What you need to do
Retype exactly the lines that run from the start of the data to the line holding "Every derived series", including both, and only those.

Records for processing
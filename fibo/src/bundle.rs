//! Output consumed by the chart renderer.

use std::collections::BTreeMap;

use chrono::{DateTime, Utc};
use fibo_config::ReferenceLines;
use fibo_core::{BarDirection, Candle, CandleSeries, Price};
use fibo_indicators::indicators::FibonacciLevels;
use fibo_indicators::{BollingerSeries, MacdSeries, Series};
use rust_decimal::Decimal;
use serde::Serialize;

/// Every derived series for one chart, aligned with `timestamps`.
#[derive(Clone, Debug, PartialEq, Serialize)]
pub struct IndicatorBundle {
    pub timestamps: Vec<DateTime<Utc>>,
    pub close: Vec<Price>,
    pub bollinger: BollingerSeries,
    /// Simple moving averages keyed by period.
    pub sma: BTreeMap<usize, Series>,
    pub macd: MacdSeries,
    pub rsi: Series,
    pub fibonacci: FibonacciLevels,
    pub volume: Vec<VolumeBar>,
    pub summary: PriceSummary,
    pub reference_lines: ReferenceLines,
}

impl IndicatorBundle {
    /// Number of bars covered by the bundle.
    pub fn len(&self) -> usize {
        self.timestamps.len()
    }

    pub fn is_empty(&self) -> bool {
        self.timestamps.is_empty()
    }

    /// Moving average for `period`, if it was configured.
    pub fn sma(&self, period: usize) -> Option<&Series> {
        self.sma.get(&period)
    }
}

/// One bar of the volume panel.
#[derive(Clone, Copy, Debug, PartialEq, Eq, Serialize)]
pub struct VolumeBar {
    pub timestamp: DateTime<Utc>,
    pub volume: Decimal,
    pub direction: BarDirection,
}

impl From<&Candle> for VolumeBar {
    fn from(candle: &Candle) -> Self {
        Self {
            timestamp: candle.timestamp,
            volume: candle.volume,
            direction: candle.direction(),
        }
    }
}

/// Headline figures for the chart title.
#[derive(Clone, Copy, Debug, PartialEq, Eq, Serialize)]
pub struct PriceSummary {
    pub first_close: Price,
    pub last_close: Price,
    /// Percent change from the first to the last close; `None` when the first
    /// close is zero or the change is too large to represent.
    pub change_percent: Option<Decimal>,
    pub start: DateTime<Utc>,
    pub end: DateTime<Utc>,
}

impl PriceSummary {
    pub fn from_series(series: &CandleSeries) -> Self {
        let first = series.first();
        let last = series.last();
        let change_percent = (last.close - first.close)
            .checked_div(first.close)
            .and_then(|ratio| ratio.checked_mul(Decimal::ONE_HUNDRED));
        Self {
            first_close: first.close,
            last_close: last.close,
            change_percent,
            start: first.timestamp,
            end: last.timestamp,
        }
    }
}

Answer to this exercise
filename fibo/src/bundle.rs
//! Output consumed by the chart renderer.

use std::collections::BTreeMap;

use chrono::{DateTime, Utc};
use fibo_config::ReferenceLines;
use fibo_core::{BarDirection, Candle, CandleSeries, Price};
use fibo_indicators::indicators::FibonacciLevels;
use fibo_indicators::{BollingerSeries, MacdSeries, Series};
use rust_decimal::Decimal;
use serde::Serialize;

/// Every derived series for one chart, aligned with `timestamps`.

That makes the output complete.